“Antony Gormley: Body Buildings” (SKIRA, Oct. 7, 2025).
For sculptor Antony Gormley, the question isn’t about how a body adapts to a built environment, but rather about how to build a body in the first place. Across his decades-long career, the British artist has considered that fundamental question from various angles, most prominently through his chosen materials. His portfolio is packed with sculptures rendered in clay and iron, many bearing traces of the human form without being completely figurative. These works are the main attraction in Gormley’s new monograph with Italian publishing house SKIRA.
Slated for an October release, Antony Gormley: Body Buildings catalogs the artist’s recent solo exhibition of the same name at Galleria Continua in Beijing. Throughout, we bear witness to the monumental works that grounded the exhibition, illustrated through extensive installation photography as well as new scholarship from art critic Hou Hanru and historian Stephen Greenblatt. Much like a Gormley sculpture, these separate units all come together to “interrogate our species’ relationship to an increasingly high-rise world,” per the publisher.
At the book’s heart is Resting Place II, a colossal work from 2024 that is in many ways exemplary of Gormley’s practice as a whole. The piece consists of 132 terracotta figures, each constructed out of geometric, block-like volumes. Some figures splay out across the floor, staring up at the gallery ceiling, while others roll themselves into tight balls, reducing their size to such a degree that they become even more abstract and indistinguishable. No matter how they’re positioned, though, each sculpture is clearly architectural, suggesting that the human body and urbanism influence one another to the point of possible synthesis. Whether that synthesis is good or bad is left to the imagination, with Gormley withholding his own answer.
“Looking now at Antony’s bricks spread across the gallery like buildings or their ruins, we are invited to reflect on the beginning of things, on where civilizations start and end,” Mario Cristiani, co-founder of Galleria Continua, writes in the monograph’s foreword.

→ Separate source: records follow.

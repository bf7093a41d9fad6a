//! DS18B20 air-probe driver (one probe per instance, shared one-wire bus).
//!
//! The return- and supply-air probes sit on the same bus and are addressed
//! by their 64-bit ROM codes. A read that fails (missing presence pulse,
//! scratchpad CRC mismatch) yields the `-127.0` sentinel; interpretation
//! happens downstream in the telemetry core.
//!
//! ## Dual-target design
//!
//! On ESP-IDF: bit-banged one-wire transactions via the GPIO driver
//! (see `drivers::onewire`).
//! On host/test: reads from per-channel atomics for injection.

#[cfg(target_os = "espidf")]
use crate::telemetry::sample::DISCONNECTED_TEMP_C;

#[cfg(not(target_os = "espidf"))]
use core::sync::atomic::{AtomicU32, Ordering};

/// Simulation channel of the return-air probe.
pub const SIM_CH_RETURN: usize = 0;
/// Simulation channel of the supply-air probe.
pub const SIM_CH_SUPPLY: usize = 1;

// f32 bit patterns; both channels boot at a plausible room temperature.
#[cfg(not(target_os = "espidf"))]
static SIM_TEMP_BITS: [AtomicU32; 2] = [
    AtomicU32::new(21.0f32.to_bits()),
    AtomicU32::new(21.0f32.to_bits()),
];

/// Inject a probe temperature for host-side tests. Pass
/// [`DISCONNECTED_TEMP_C`](crate::telemetry::sample::DISCONNECTED_TEMP_C)
/// to simulate an unplugged probe.
#[cfg(not(target_os = "espidf"))]
pub fn sim_set_temp_c(channel: usize, temp_c: f32) {
    SIM_TEMP_BITS[channel].store(temp_c.to_bits(), Ordering::Relaxed);
}

/// Trigger a bus-wide temperature conversion.
///
/// Must be called once per cycle before reading the probes; the DS18B20
/// needs up to 750 ms at 12-bit resolution, which the driver waits out.
/// Negligible against the 5 s cadence. No-op on host.
pub fn request_conversion() {
    #[cfg(target_os = "espidf")]
    crate::drivers::onewire::convert_all();
}

/// One DS18B20 probe.
// Field usage is target-dependent: the ROM feeds the device read path,
// the channel feeds the host simulation path.
#[allow(dead_code)]
pub struct TemperatureSensor {
    rom: [u8; 8],
    sim_channel: usize,
}

impl TemperatureSensor {
    pub fn new(rom: [u8; 8], sim_channel: usize) -> Self {
        Self { rom, sim_channel }
    }

    /// Latest converted temperature, or the disconnected sentinel.
    #[cfg(target_os = "espidf")]
    pub fn read_c(&mut self) -> f32 {
        crate::drivers::onewire::read_temp_c(&self.rom).unwrap_or(DISCONNECTED_TEMP_C)
    }

    /// Latest converted temperature, or the disconnected sentinel.
    #[cfg(not(target_os = "espidf"))]
    pub fn read_c(&mut self) -> f32 {
        f32::from_bits(SIM_TEMP_BITS[self.sim_channel].load(Ordering::Relaxed))
    }
}

// Simulation-path behaviour is covered by the hub test in `sensors::tests`,
// which owns the shared sim statics for the whole test binary.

Greenblatt adds, in his own essay: “For a new form of being to come into existence, the entire organism does not have to change; only the parts have to be rearranged. When we look with wonder at the figures in Resting Place II, each produced by reconfiguring the blocks, we are looking at a model for the generation of life itself.”

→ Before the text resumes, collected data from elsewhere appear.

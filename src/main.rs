//! HVAC Monitor Firmware — Main Entry Point
//!
//! Hexagonal architecture with a fixed-cadence sampling loop.
//!
//! ```text
//! ┌──────────────────────────────────────────────────────────────┐
//! │                     Adapters (outer ring)                    │
//! │                                                              │
//! │  HardwareAdapter    LogEventSink     MqttPublisher           │
//! │  (SensorPort)       (EventSink)      (EventSink)             │
//! │  NvsStorage + ConfigStore (StoragePort / ConfigPort)         │
//! │                                                              │
//! │  ──────────────── Port Trait Boundary ────────────────       │
//! │                                                              │
//! │  ┌────────────────────────────────────────────────────┐      │
//! │  │           MonitorService (pure logic)              │      │
//! │  │  retain · alert scan · aggregate                   │      │
//! │  └────────────────────────────────────────────────────┘      │
//! └──────────────────────────────────────────────────────────────┘
//! ```
#![deny(unused_must_use)]

mod secrets;

use std::time::Duration;

use anyhow::{Context, Result};
use log::{info, warn};

use hvacmon::adapters::TeeSink;
use hvacmon::adapters::hardware::HardwareAdapter;
use hvacmon::adapters::log_sink::LogEventSink;
use hvacmon::adapters::mqtt::{EspMqttTransport, MqttPublisher};
use hvacmon::adapters::nvs::{ConfigStore, NvsStorage};
use hvacmon::app::ports::ConfigPort;
use hvacmon::app::service::MonitorService;
use hvacmon::config::MonitorConfig;
use hvacmon::drivers::hw_init;
use hvacmon::pins;
use hvacmon::sensors::{SensorHub, current, temperature};

use esp_idf_svc::eventloop::EspSystemEventLoop;
use esp_idf_svc::hal::peripherals::Peripherals;
use esp_idf_svc::wifi::{AuthMethod, BlockingWifi, ClientConfiguration, Configuration, EspWifi};

const FIRMWARE_VERSION: &str = env!("CARGO_PKG_VERSION");

fn main() -> Result<()> {
    // ── 1. ESP-IDF bootstrap ──────────────────────────────────
    esp_idf_svc::sys::link_patches();
    esp_idf_logger::init().context("logger init failed")?;

    info!("Booting HVAC monitor v{}", FIRMWARE_VERSION);

    // ── 2. Peripherals ────────────────────────────────────────
    if let Err(e) = hw_init::init_peripherals() {
        // Peripheral init failure is critical: without the ADC and the
        // one-wire bus there is nothing to monitor. Log and halt; the
        // watchdog resets us after timeout.
        log::error!("HAL init failed: {} — halting", e);
        #[allow(clippy::empty_loop)]
        loop {}
    }

    // ── 3. Config from NVS (or defaults) ──────────────────────
    let storage = NvsStorage::new()
        .map_err(|e| anyhow::anyhow!("NVS init failed: {}", e))
        .context("persistent storage unavailable")?;
    let config_store = ConfigStore::new(storage);
    let config = match config_store.load() {
        Ok(cfg) => cfg,
        Err(e) => {
            warn!("config load failed ({}), using defaults", e);
            MonitorConfig::default()
        }
    };

    // ── 4. WiFi station ───────────────────────────────────────
    // A failed association is not fatal: the monitor keeps sampling and
    // logging locally, and MQTT stays paced-disconnected until the next
    // reboot brings the network back.
    let peripherals = Peripherals::take().context("peripherals already taken")?;
    let sysloop = EspSystemEventLoop::take().context("system event loop")?;
    let mut wifi = BlockingWifi::wrap(
        EspWifi::new(peripherals.modem, sysloop.clone(), None).context("wifi driver")?,
        sysloop,
    )
    .context("wifi wrapper")?;

    wifi.set_configuration(&Configuration::Client(ClientConfiguration {
        ssid: secrets::WIFI_SSID
            .try_into()
            .map_err(|_| anyhow::anyhow!("SSID too long"))?,
        password: secrets::WIFI_PASSWORD
            .try_into()
            .map_err(|_| anyhow::anyhow!("WiFi password too long"))?,
        auth_method: AuthMethod::WPA2Personal,
        ..Default::default()
    }))
    .context("wifi configuration")?;

    wifi.start().context("wifi start")?;
    match wifi.connect() {
        Ok(()) => match wifi.wait_netif_up() {
            Ok(()) => info!("WiFi connected"),
            Err(e) => warn!("WiFi DHCP failed ({}), continuing offline", e),
        },
        Err(e) => warn!("WiFi connect failed ({}), continuing offline", e),
    }

    // ── 5. Event sinks: serial log + MQTT ─────────────────────
    let transport = EspMqttTransport::new(secrets::MQTT_BROKER_URL, secrets::MQTT_CLIENT_ID)
        .context("mqtt client")?;
    let publisher = MqttPublisher::new(
        transport,
        secrets::MQTT_TOPIC_ROOT,
        FIRMWARE_VERSION,
        config.mqtt_reconnect_interval_ms,
    );
    let mut sink = TeeSink::new(LogEventSink::new(), publisher);

    // ── 6. Sensor hub behind the port boundary ────────────────
    let hub = SensorHub::new(
        temperature::TemperatureSensor::new(pins::RETURN_AIR_PROBE_ROM, temperature::SIM_CH_RETURN),
        temperature::TemperatureSensor::new(pins::SUPPLY_AIR_PROBE_ROM, temperature::SIM_CH_SUPPLY),
        current::CurrentSensor::new(pins::FAN_CT_ADC_CH, current::SIM_CH_FAN, config.ct_calibration),
        current::CurrentSensor::new(
            pins::COMPRESSOR_CT_ADC_CH,
            current::SIM_CH_COMPRESSOR,
            config.ct_calibration,
        ),
        current::CurrentSensor::new(
            pins::GEO_PUMPS_CT_ADC_CH,
            current::SIM_CH_GEO_PUMPS,
            config.ct_calibration,
        ),
        config.adc_samples,
    );
    let mut hw = HardwareAdapter::new(hub);

    // ── 7. Monitor service + sampling loop ────────────────────
    let mut service = MonitorService::new(config.clone());
    service.start(&mut sink);

    info!(
        "System ready. Sampling every {} ms.",
        config.sample_interval_ms
    );

    loop {
        std::thread::sleep(Duration::from_millis(u64::from(config.sample_interval_ms)));
        service.tick(&mut hw, &mut sink);
        service.auto_save_if_needed(&config_store);
    }
}
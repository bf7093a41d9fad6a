//! Log-based event sink adapter.
//!
//! Implements [`EventSink`] by writing structured application events to
//! the logger (UART / USB-CDC in production). The MQTT adapter implements
//! the same trait; production runs both behind a `TeeSink`.

use log::{info, warn};

use crate::app::events::AppEvent;
use crate::app::ports::EventSink;

/// Adapter that logs every [`AppEvent`] to the serial console.
pub struct LogEventSink;

impl LogEventSink {
    pub fn new() -> Self {
        Self
    }
}

impl EventSink for LogEventSink {
    fn emit(&mut self, event: &AppEvent) {
        match event {
            AppEvent::Sample(s) => {
                info!(
                    "SAMPLE | Ret={:.1}C Sup={:.1}C dT={:.1}C | Fan={:.2}A Comp={:.2}A Pumps={:.2}A | \
                     fan={} comp={} pumps={} airflow={} | alert={}",
                    s.return_temp_c,
                    s.supply_temp_c,
                    s.delta_t,
                    s.fan_amps,
                    s.compressor_amps,
                    s.geo_pumps_amps,
                    s.fan_status.as_str(),
                    s.compressor_status.as_str(),
                    s.geo_pumps_status.as_str(),
                    s.airflow_status.as_str(),
                    s.alert_status.as_str(),
                );
            }
            AppEvent::Aggregate(a) => {
                info!(
                    "AGG    | t={}ms | avgRet={:.1}C avgSup={:.1}C avgDT={:.2}C | \
                     avgFan={:.2}A avgComp={:.2}A avgPumps={:.2}A",
                    a.timestamp_ms,
                    a.avg_return_temp_c,
                    a.avg_supply_temp_c,
                    a.avg_delta_t,
                    a.avg_fan_amps,
                    a.avg_compressor_amps,
                    a.avg_geo_pumps_amps,
                );
            }
            AppEvent::AlertRaised(alert) => {
                warn!("ALERT  | raised: {}", alert.as_str());
            }
            AppEvent::AlertCleared => {
                info!("ALERT  | cleared");
            }
            AppEvent::Started => {
                info!("START  | monitor service running");
            }
        }
    }
}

Aside from sculptural work, Body Buildings also features Gormley’s drawings, many of which have never before been published. The artist’s drawings are particularly evocative, incorporating everything from walnut ink and chicory to blood and linseed oil in such a way that, yet again, reminds us of the earth, the body, and the relationships between them. Notably, drawing has long been a daily activity for Gormley, offering a “laboratory” for the themes he explores across other media. The artist has even claimed that a “day without drawing is a day lost.”
A photo essay by Gormley completes the book, tracking his ongoing dialogue and engagement with China and the surrounding region. Here, we encounter archival photographs from his first research trip to the country in 1995 to significant projects like Asian Field from 2003, Event Horizon from 2007, and Host from 2016.

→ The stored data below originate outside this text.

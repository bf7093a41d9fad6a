//! Property tests for the telemetry core data structures.
//!
//! Runs on host (x86_64) only — proptest is not available for ESP32
//! targets. On ESP32, these tests are compiled out.

#![cfg(not(target_os = "espidf"))]

use hvacmon::config::{MonitorConfig, SettingsPatch};
use hvacmon::telemetry::aggregate::summarize;
use hvacmon::telemetry::alerts::scan;
use hvacmon::telemetry::history::History;
use hvacmon::telemetry::sample::{SensorReading, TelemetrySample};
use proptest::prelude::*;

// ── History invariants ────────────────────────────────────────

proptest! {
    /// After writing any sequence, the buffer holds the most recent
    /// `min(k, N)` values in insertion order.
    #[test]
    fn history_retains_most_recent_suffix(
        values in proptest::collection::vec(any::<u32>(), 0..=40),
    ) {
        const N: usize = 8;
        let mut h: History<u32, N> = History::new();
        for &v in &values {
            h.record(v);
        }

        let kept: Vec<u32> = h.iter().copied().collect();
        let expect_len = values.len().min(N);
        prop_assert_eq!(kept.len(), expect_len);
        prop_assert_eq!(h.len(), expect_len);
        prop_assert_eq!(&kept[..], &values[values.len() - expect_len..]);

        match values.last() {
            Some(last) => prop_assert_eq!(h.latest(), Some(last)),
            None => prop_assert!(h.latest().is_none()),
        }
    }
}

// ── Aggregation bounds ────────────────────────────────────────

fn arb_reading() -> impl Strategy<Value = SensorReading> {
    (
        -40.0f32..60.0,
        -40.0f32..60.0,
        0.0f64..30.0,
        0.0f64..30.0,
        0.0f64..30.0,
    )
        .prop_map(|(ret, sup, fan, comp, pumps)| SensorReading {
            return_temp_c: ret,
            supply_temp_c: sup,
            fan_amps: fan,
            compressor_amps: comp,
            geo_pumps_amps: pumps,
        })
}

proptest! {
    /// The aggregate mean of every numeric field stays within the
    /// min/max of the contributing samples (or is zero when empty).
    #[test]
    fn aggregate_means_stay_in_bounds(
        readings in proptest::collection::vec(arb_reading(), 1..=16),
    ) {
        let mut h: History<TelemetrySample, 16> = History::new();
        for r in &readings {
            h.record(TelemetrySample::derive(r, 0.5));
        }
        let latest = *h.latest().unwrap();
        let agg = summarize(&h, &latest);

        let rets: Vec<f32> = h.iter().map(|s| s.return_temp_c).collect();
        let lo = rets.iter().copied().fold(f32::INFINITY, f32::min);
        let hi = rets.iter().copied().fold(f32::NEG_INFINITY, f32::max);
        prop_assert!(agg.avg_return_temp_c >= lo - 1e-3);
        prop_assert!(agg.avg_return_temp_c <= hi + 1e-3);

        let fans: Vec<f64> = h.iter().map(|s| s.fan_amps).collect();
        let lo = fans.iter().copied().fold(f64::INFINITY, f64::min);
        let hi = fans.iter().copied().fold(f64::NEG_INFINITY, f64::max);
        prop_assert!(agg.avg_fan_amps >= lo - 1e-9);
        prop_assert!(agg.avg_fan_amps <= hi + 1e-9);
    }

    /// Status passthrough holds for arbitrary windows.
    #[test]
    fn aggregate_statuses_track_most_recent(
        readings in proptest::collection::vec(arb_reading(), 1..=16),
        latest in arb_reading(),
    ) {
        let mut h: History<TelemetrySample, 16> = History::new();
        for r in &readings {
            h.record(TelemetrySample::derive(r, 0.5));
        }
        let latest = TelemetrySample::derive(&latest, 0.5);
        let agg = summarize(&h, &latest);
        prop_assert_eq!(agg.last_fan_status, latest.fan_status);
        prop_assert_eq!(agg.last_compressor_status, latest.compressor_status);
        prop_assert_eq!(agg.last_geo_pumps_status, latest.geo_pumps_status);
    }
}

// ── Alert scan determinism ────────────────────────────────────

proptest! {
    /// Scanning the same unmodified window twice gives the same verdict.
    #[test]
    fn scan_is_pure(
        readings in proptest::collection::vec(arb_reading(), 0..=60),
    ) {
        let mut h: History<TelemetrySample, 60> = History::new();
        for r in &readings {
            h.record(TelemetrySample::derive(r, 0.5));
        }
        let config = MonitorConfig::default();
        prop_assert_eq!(scan(&h, &config), scan(&h, &config));
    }
}

// ── Settings validation soundness ─────────────────────────────

fn arb_patch() -> impl Strategy<Value = SettingsPatch> {
    (
        proptest::option::of(-5.0f32..30.0),
        proptest::option::of(0u32..5000),
        proptest::option::of(0u32..5000),
        proptest::option::of(0u32..5000),
    )
        .prop_map(|(thresh, low_dt, airflow, disconnect)| SettingsPatch {
            low_delta_t_threshold_c: thresh,
            low_delta_t_duration_s: low_dt,
            no_airflow_duration_s: airflow,
            temp_sensor_disconnected_duration_s: disconnect,
        })
}

proptest! {
    /// A patch either fails atomically (config unchanged) or leaves the
    /// config fully valid.
    #[test]
    fn patch_application_is_atomic_and_sound(patch in arb_patch()) {
        let mut config = MonitorConfig::default();
        let before = config.clone();
        match config.apply_patch(&patch) {
            Ok(()) => prop_assert!(config.validate().is_ok()),
            Err(_) => {
                prop_assert_eq!(
                    serde_json::to_string(&config).unwrap(),
                    serde_json::to_string(&before).unwrap()
                );
            }
        }
    }
}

Antony Gormley: Body Buildings will be published on October 7, 2025. The book is currently available to pre-order via Bookshop and SKIRA.
Antony Gormley’s upcoming monograph, Body Buildings, considers how the artist uses natural materials and human forms to question built environments.
“Resting Place II” (2024), at the “Body Buildings” exhibition, Galleria Continua, Beijing, 2024-25. (Photo: Huang Shaoli)
“Shame” (2023), at the “Body Buildings” exhibition, Galleria Continua, Beijing, 2024-25. (Photo: Huang Shaoli)
“Buttress” (2023), at the “Body Buildings” exhibition, Galleria Continua, Beijing, 2024-25. (Photo: Huang Shaoli)
Installation view of the “Body Buildings” exhibition at Galleria Continua, Beijing, 2024-25. (Photo: Huang Shaoli)
The book follows a solo exhibition of the same name staged earlier this year at Galleria Continua in Beijing.
“Resting Place II” (2024), at the “Body Buildings” exhibition, Galleria Continua, Beijing, 2024-25. (Photo: Huang Shaoli)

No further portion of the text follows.